Give the lines of the material verbatim, from the first line to the line with "let close = inner.find(']').ok_or_else(malformed)?;", including both.

##### Provided information #####

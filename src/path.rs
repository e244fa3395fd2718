//! Bracket-notation field names: `base[key][key2]`.

use crate::error::{Error, Result};

/// Split a field name into its path segments the way a browser submits it.
///
/// ```text
/// parse("base[foo][3][]") = ["base", "foo", "3", ""]
/// ```
///
/// An empty segment stands for "next free index" and is only resolved when the
/// field is inserted into a registry. Names without a base segment or with an
/// unterminated bracket are rejected.
pub fn parse(name: &str) -> Result<Vec<String>> {
    let malformed = || Error::MalformedFieldName(name.to_string());

    let base_end = name.find('[').unwrap_or(name.len());
    if base_end == 0 {
        return Err(malformed());
    }

    let mut segments = vec![name[..base_end].to_string()];
    let mut rest = &name[base_end..];

    while !rest.is_empty() {
        let inner = rest.strip_prefix('[').ok_or_else(malformed)?;
        let close = inner.find(']').ok_or_else(malformed)?;
        segments.push(inner[..close].to_string());
        rest = &inner[close + 1..];
    }

    Ok(segments)
}

/// Build the fully qualified name of `key` below `base`.
pub fn join(base: &str, key: &str) -> String {
    if base.is_empty() {
        key.to_string()
    } else {
        format!("{base}[{key}]")
    }
}
use indexmap::IndexMap;
use tracing::debug;

use crate::error::{Error, Result};
use crate::field::{Field, FormField};
use crate::path;
use crate::value::SetValue;

/// A path in the registry leads either to a field or to a group of children.
#[derive(Debug, Clone, PartialEq)]
enum Node {
    Field(FormField),
    Group(IndexMap<String, Node>),
}

/// Fields indexed by their bracket-notation path, in insertion order.
///
/// `foo[]`, `foo[]`, `bar[5]`, `bar[]`, `bar[baz]` are stored as
///
/// ```text
/// foo: { 0: field, 1: field }
/// bar: { 5: field, 6: field, baz: field }
/// ```
///
/// A path holds either a field or a group, never both.
#[derive(Debug, Clone, Default, PartialEq)]
pub struct FieldRegistry {
    fields: IndexMap<String, Node>,
}

impl FieldRegistry {
    pub fn new() -> Self {
        Self::default()
    }

    /// Insert a field under its own name. Empty segments (`foo[]`) receive the
    /// next free index of their level.
    ///
    /// A field with the same path replaces the previous one in place.
    pub fn add(&mut self, field: impl Into<FormField>) -> Result<()> {
        let field = field.into();
        let name = field.name().to_string();
        let segments = path::parse(&name)?;
        let Some((last, parents)) = segments.split_last() else {
            return Err(Error::MalformedFieldName(name));
        };

        let mut target = &mut self.fields;
        for segment in parents {
            let key = resolve_key(target, segment)
                .ok_or_else(|| Error::MalformedFieldName(name.clone()))?;
            let node = target
                .entry(key)
                .or_insert_with(|| Node::Group(IndexMap::new()));
            target = match node {
                Node::Group(children) => children,
                Node::Field(_) => return Err(Error::CompoundFieldMutation(name)),
            };
        }

        let key = resolve_key(target, last)
            .ok_or_else(|| Error::MalformedFieldName(name.clone()))?;
        if let Some(Node::Group(_)) = target.get(&key) {
            return Err(Error::CompoundFieldMutation(name));
        }

        debug!(name = %name, key = %key, kind = field.kind(), "registering field");
        target.insert(key, Node::Field(field));
        Ok(())
    }

    /// Remove a field or a whole group. Unknown paths are ignored.
    pub fn remove(&mut self, name: &str) -> Result<()> {
        let segments = path::parse(name)?;
        let Some((last, parents)) = segments.split_last() else {
            return Ok(());
        };

        let mut target = &mut self.fields;
        for segment in parents {
            match target.get_mut(segment.as_str()) {
                Some(Node::Group(children)) => target = children,
                _ => return Ok(()),
            }
        }

        target.shift_remove(last.as_str());
        Ok(())
    }

    /// The field registered under a fully qualified name.
    pub fn get(&self, name: &str) -> Result<&FormField> {
        match self.lookup(name)? {
            Node::Field(field) => Ok(field),
            Node::Group(_) => Err(Error::CompoundField(name.to_string())),
        }
    }

    pub fn get_mut(&mut self, name: &str) -> Result<&mut FormField> {
        match self.lookup_mut(name)? {
            Node::Field(field) => Ok(field),
            Node::Group(_) => Err(Error::CompoundField(name.to_string())),
        }
    }

    /// Whether `name` leads to a field or a group. Malformed names are simply absent.
    pub fn has(&self, name: &str) -> bool {
        self.lookup(name).is_ok()
    }

    /// Assign a value to a field, or spread a list/map over a group.
    ///
    /// Select boxes take lists directly. Other compound values are split into
    /// `name[key]` assignments; a scalar aimed at a group is refused.
    pub fn set(&mut self, name: &str, value: SetValue) -> Result<()> {
        match self.lookup_mut(name)? {
            Node::Field(field) if matches!(field, FormField::Select(_)) || !value.is_compound() => {
                field.set_value(value)
            }
            _ if value.is_compound() => {
                for (key, item) in value.into_entries() {
                    self.set(&path::join(name, &key), item)?;
                }
                Ok(())
            }
            _ => Err(Error::CompoundFieldMutation(name.to_string())),
        }
    }

    /// Every field keyed by its fully qualified name, depth first, in insertion order.
    pub fn all(&self) -> IndexMap<String, &FormField> {
        let mut output = IndexMap::new();
        walk(&self.fields, "", &mut output);
        output
    }

    /// Mutable access to every field, in the same order as [`FieldRegistry::all`].
    pub fn fields_mut(&mut self) -> Vec<&mut FormField> {
        let mut output = Vec::new();
        collect_mut(&mut self.fields, &mut output);
        output
    }

    pub fn is_empty(&self) -> bool {
        self.fields.is_empty()
    }

    fn lookup(&self, name: &str) -> Result<&Node> {
        let segments = path::parse(name)?;
        let mut children = Some(&self.fields);
        let mut found = None;

        for segment in &segments {
            let node = children
                .and_then(|c| c.get(segment.as_str()))
                .ok_or_else(|| Error::UnreachableField(segment.clone()))?;
            children = match node {
                Node::Group(c) => Some(c),
                Node::Field(_) => None,
            };
            found = Some(node);
        }

        found.ok_or_else(|| Error::MalformedFieldName(name.to_string()))
    }

    fn lookup_mut(&mut self, name: &str) -> Result<&mut Node> {
        let segments = path::parse(name)?;
        let Some((first, rest)) = segments.split_first() else {
            return Err(Error::MalformedFieldName(name.to_string()));
        };

        let mut node = self
            .fields
            .get_mut(first.as_str())
            .ok_or_else(|| Error::UnreachableField(first.clone()))?;

        for segment in rest {
            node = match node {
                Node::Group(children) => children.get_mut(segment.as_str()),
                Node::Field(_) => None,
            }
            .ok_or_else(|| Error::UnreachableField(segment.clone()))?;
        }

        Ok(node)
    }
}

/// `segment`, or the next free index of `level` when the segment is empty.
/// `None` once the largest index leaves no room for another one.
fn resolve_key(level: &IndexMap<String, Node>, segment: &str) -> Option<String> {
    if !segment.is_empty() {
        return Some(segment.to_string());
    }
    let next = match level.keys().filter_map(|key| as_index(key)).max() {
        Some(max) => max.checked_add(1)?,
        None => 0,
    };
    Some(next.to_string())
}

/// Canonical non-negative integer keys only: `"7"` counts, `"07"` does not.
fn as_index(key: &str) -> Option<u64> {
    if key.is_empty() || !key.bytes().all(|b| b.is_ascii_digit()) {
        return None;
    }
    if key.len() > 1 && key.starts_with('0') {
        return None;
    }
    key.parse().ok()
}

fn walk<'a>(
    level: &'a IndexMap<String, Node>,
    base: &str,
    output: &mut IndexMap<String, &'a FormField>,
) {
    for (key, node) in level {
        let name = path::join(base, key);
        match node {
            Node::Field(field) => {
                output.insert(name, field);
            }
            Node::Group(children) => walk(children, &name, output),
        }
    }
}

fn collect_mut<'a>(level: &'a mut IndexMap<String, Node>, output: &mut Vec<&'a mut FormField>) {
    for node in level.values_mut() {
        match node {
            Node::Field(field) => output.push(field),
            Node::Group(children) => collect_mut(children, output),
        }
    }
}
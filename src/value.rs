use std::path::Path;

use indexmap::IndexMap;
use percent_encoding::{percent_decode_str, utf8_percent_encode, AsciiSet, NON_ALPHANUMERIC};
use serde::{Deserialize, Serialize};
use tracing::warn;

use crate::path;

/// Upload status codes carried by [`FileUpload::error`].
pub const UPLOAD_ERR_OK: u8 = 0;
pub const UPLOAD_ERR_NO_FILE: u8 = 4;

/// Characters left untouched by the form encoder: ASCII alphanumerics and `-_.`.
const FORM_COMPONENT: &AsciiSet = &NON_ALPHANUMERIC.remove(b'-').remove(b'_').remove(b'.');

/// The current value of a field, as it would be submitted.
#[derive(Debug, Clone, PartialEq, Eq, Serialize)]
#[serde(untagged)]
pub enum FieldValue {
    Text(String),
    Multiple(Vec<String>),
    File(FileUpload),
}

impl FieldValue {
    pub fn as_text(&self) -> Option<&str> {
        match self {
            Self::Text(text) => Some(text),
            _ => None,
        }
    }

    pub fn as_multiple(&self) -> Option<&[String]> {
        match self {
            Self::Multiple(values) => Some(values),
            _ => None,
        }
    }

    pub fn as_file(&self) -> Option<&FileUpload> {
        match self {
            Self::File(upload) => Some(upload),
            _ => None,
        }
    }
}

impl From<&str> for FieldValue {
    fn from(text: &str) -> Self {
        Self::Text(text.to_string())
    }
}

/// Descriptor of a file attached to a file input.
#[derive(Debug, Clone, PartialEq, Eq, Serialize, Deserialize)]
pub struct FileUpload {
    pub name: String,
    #[serde(rename = "type")]
    pub mime_type: String,
    pub tmp_name: String,
    pub error: u8,
    pub size: u64,
}

impl Default for FileUpload {
    fn default() -> Self {
        Self::empty()
    }
}

impl FileUpload {
    /// The descriptor of a file input nobody attached anything to.
    pub fn empty() -> Self {
        Self {
            name: String::new(),
            mime_type: String::new(),
            tmp_name: String::new(),
            error: UPLOAD_ERR_NO_FILE,
            size: 0,
        }
    }

    /// Describe the file at `path`. The file system is not consulted.
    pub fn from_path(path: impl AsRef<Path>) -> Self {
        let path = path.as_ref();
        Self {
            name: path
                .file_name()
                .map(|n| n.to_string_lossy().into_owned())
                .unwrap_or_default(),
            mime_type: String::new(),
            tmp_name: path.to_string_lossy().into_owned(),
            error: UPLOAD_ERR_OK,
            size: 0,
        }
    }

    pub fn with_size(mut self, size: u64) -> Self {
        self.size = size;
        self
    }

    pub fn with_mime_type(mut self, mime_type: impl Into<String>) -> Self {
        self.mime_type = mime_type.into();
        self
    }

    pub fn is_empty(&self) -> bool {
        self.name.is_empty()
    }
}

/// A value assigned to one field or, for lists and maps, to a whole subtree.
#[derive(Debug, Clone, PartialEq)]
pub enum SetValue {
    Text(String),
    Bool(bool),
    List(Vec<String>),
    Map(IndexMap<String, SetValue>),
}

impl SetValue {
    pub fn is_compound(&self) -> bool {
        matches!(self, Self::List(_) | Self::Map(_))
    }

    /// Key/value pairs of a compound value; lists are keyed by position.
    pub(crate) fn into_entries(self) -> Vec<(String, SetValue)> {
        match self {
            Self::List(items) => items
                .into_iter()
                .enumerate()
                .map(|(i, item)| (i.to_string(), Self::Text(item)))
                .collect(),
            Self::Map(map) => map.into_iter().collect(),
            _ => Vec::new(),
        }
    }

    pub(crate) fn kind(&self) -> &'static str {
        match self {
            Self::Text(_) => "a string",
            Self::Bool(_) => "a boolean",
            Self::List(_) => "a list",
            Self::Map(_) => "a map",
        }
    }
}

impl From<&str> for SetValue {
    fn from(text: &str) -> Self {
        Self::Text(text.to_string())
    }
}

impl From<String> for SetValue {
    fn from(text: String) -> Self {
        Self::Text(text)
    }
}

impl From<&String> for SetValue {
    fn from(text: &String) -> Self {
        Self::Text(text.clone())
    }
}

impl From<bool> for SetValue {
    fn from(flag: bool) -> Self {
        Self::Bool(flag)
    }
}

impl From<Vec<String>> for SetValue {
    fn from(items: Vec<String>) -> Self {
        Self::List(items)
    }
}

impl From<Vec<&str>> for SetValue {
    fn from(items: Vec<&str>) -> Self {
        Self::List(items.into_iter().map(String::from).collect())
    }
}

impl<const N: usize> From<[&str; N]> for SetValue {
    fn from(items: [&str; N]) -> Self {
        Self::List(items.into_iter().map(String::from).collect())
    }
}

impl<K: Into<String>> From<IndexMap<K, SetValue>> for SetValue {
    fn from(map: IndexMap<K, SetValue>) -> Self {
        Self::Map(map.into_iter().map(|(k, v)| (k.into(), v)).collect())
    }
}

impl From<serde_json::Value> for SetValue {
    fn from(value: serde_json::Value) -> Self {
        use serde_json::Value;

        match value {
            Value::Null => Self::Text(String::new()),
            Value::Bool(flag) => Self::Bool(flag),
            Value::Number(n) => Self::Text(n.to_string()),
            Value::String(s) => Self::Text(s),
            Value::Array(items) => Self::List(
                items
                    .into_iter()
                    .map(|item| match item {
                        Value::String(s) => s,
                        other => other.to_string(),
                    })
                    .collect(),
            ),
            Value::Object(map) => Self::Map(map.into_iter().map(|(k, v)| (k, v.into())).collect()),
        }
    }
}

/// Field values re-expanded into nested structures (`a[b]=v` becomes `{a: {b: v}}`),
/// the way a server-side form decoder sees them.
#[derive(Debug, Clone, PartialEq, Eq, Serialize)]
#[serde(untagged)]
pub enum NestedValue {
    Text(String),
    File(FileUpload),
    Map(IndexMap<String, NestedValue>),
}

impl NestedValue {
    pub fn get(&self, key: &str) -> Option<&NestedValue> {
        match self {
            Self::Map(map) => map.get(key),
            _ => None,
        }
    }

    pub fn as_text(&self) -> Option<&str> {
        match self {
            Self::Text(text) => Some(text),
            _ => None,
        }
    }
}

pub type NestedValues = IndexMap<String, NestedValue>;

/// Expand flat, fully qualified names into a nested structure.
///
/// Later names override earlier ones; maps are merged recursively. A list
/// without items encodes to nothing and therefore disappears.
pub(crate) fn expand(entries: impl IntoIterator<Item = (String, FieldValue)>) -> NestedValues {
    let mut output = NestedValues::new();

    for (name, value) in entries {
        let leaf = match value {
            FieldValue::Text(text) => NestedValue::Text(text),
            FieldValue::File(upload) => NestedValue::File(upload),
            FieldValue::Multiple(items) if items.is_empty() => continue,
            FieldValue::Multiple(items) => NestedValue::Map(
                items
                    .into_iter()
                    .enumerate()
                    .map(|(i, item)| (i.to_string(), NestedValue::Text(item)))
                    .collect(),
            ),
        };

        let segments = match path::parse(&name) {
            Ok(segments) => segments,
            Err(err) => {
                warn!(name = %name, error = %err, "skipping unexpandable field name");
                continue;
            }
        };

        insert_nested(&mut output, &segments, leaf);
    }

    output
}

fn insert_nested(map: &mut NestedValues, segments: &[String], leaf: NestedValue) {
    let Some((head, tail)) = segments.split_first() else {
        return;
    };

    if tail.is_empty() {
        match leaf {
            NestedValue::Map(incoming) if matches!(map.get(head), Some(NestedValue::Map(_))) => {
                for (key, value) in incoming {
                    insert_nested(map, &[head.clone(), key], value);
                }
            }
            leaf => {
                map.insert(head.clone(), leaf);
            }
        }
        return;
    }

    let child = map
        .entry(head.clone())
        .or_insert_with(|| NestedValue::Map(IndexMap::new()));
    if !matches!(child, NestedValue::Map(_)) {
        *child = NestedValue::Map(IndexMap::new());
    }
    if let NestedValue::Map(child) = child {
        insert_nested(child, tail, leaf);
    }
}

/// `application/x-www-form-urlencoded` encoding of one key or value.
pub(crate) fn encode_component(raw: &str) -> String {
    utf8_percent_encode(raw, FORM_COMPONENT)
        .to_string()
        .replace("%20", "+")
}

pub(crate) fn decode_component(encoded: &str) -> String {
    percent_decode_str(&encoded.replace('+', " "))
        .decode_utf8_lossy()
        .into_owned()
}

/// Decode a query string into ordered key/value pairs.
pub(crate) fn parse_query(query: &str) -> Vec<(String, String)> {
    query
        .split('&')
        .filter(|pair| !pair.is_empty())
        .map(|pair| match pair.split_once('=') {
            Some((key, value)) => (decode_component(key), decode_component(value)),
            None => (decode_component(pair), String::new()),
        })
        .filter(|(key, _)| !key.is_empty())
        .collect()
}

pub(crate) fn build_query(pairs: &[(String, String)]) -> String {
    pairs
        .iter()
        .map(|(key, value)| format!("{}={}", encode_component(key), encode_component(value)))
        .collect::<Vec<_>>()
        .join("&")
}
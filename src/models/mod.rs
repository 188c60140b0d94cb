pub mod position;
pub mod transaction;
pub mod valuation;

pub use position::Position;
pub use transaction::{TransactionRecord, TransactionType};
pub use valuation::Valuation;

#####

**Task response:**
filename src/path.rs
repository e244fa3395fd2718
//! Bracket-notation field names: `base[key][key2]`.

use crate::error::{Error, Result};

/// Split a field name into its path segments the way a browser submits it.
///
/// ```text
/// parse("base[foo][3][]") = ["base", "foo", "3", ""]
/// ```
///
/// An empty segment stands for "next free index" and is only resolved when the
/// field is inserted into a registry. Names without a base segment or with an
/// unterminated bracket are rejected.
pub fn parse(name: &str) -> Result<Vec<String>> {
    let malformed = || Error::MalformedFieldName(name.to_string());

    let base_end = name.find('[').unwrap_or(name.len());
    if base_end == 0 {
        return Err(malformed());
    }

    let mut segments = vec![name[..base_end].to_string()];
    let mut rest = &name[base_end..];

    while !rest.is_empty() {
        let inner = rest.strip_prefix('[').ok_or_else(malformed)?;
        let close = inner.find(']').ok_or_else(malformed)?;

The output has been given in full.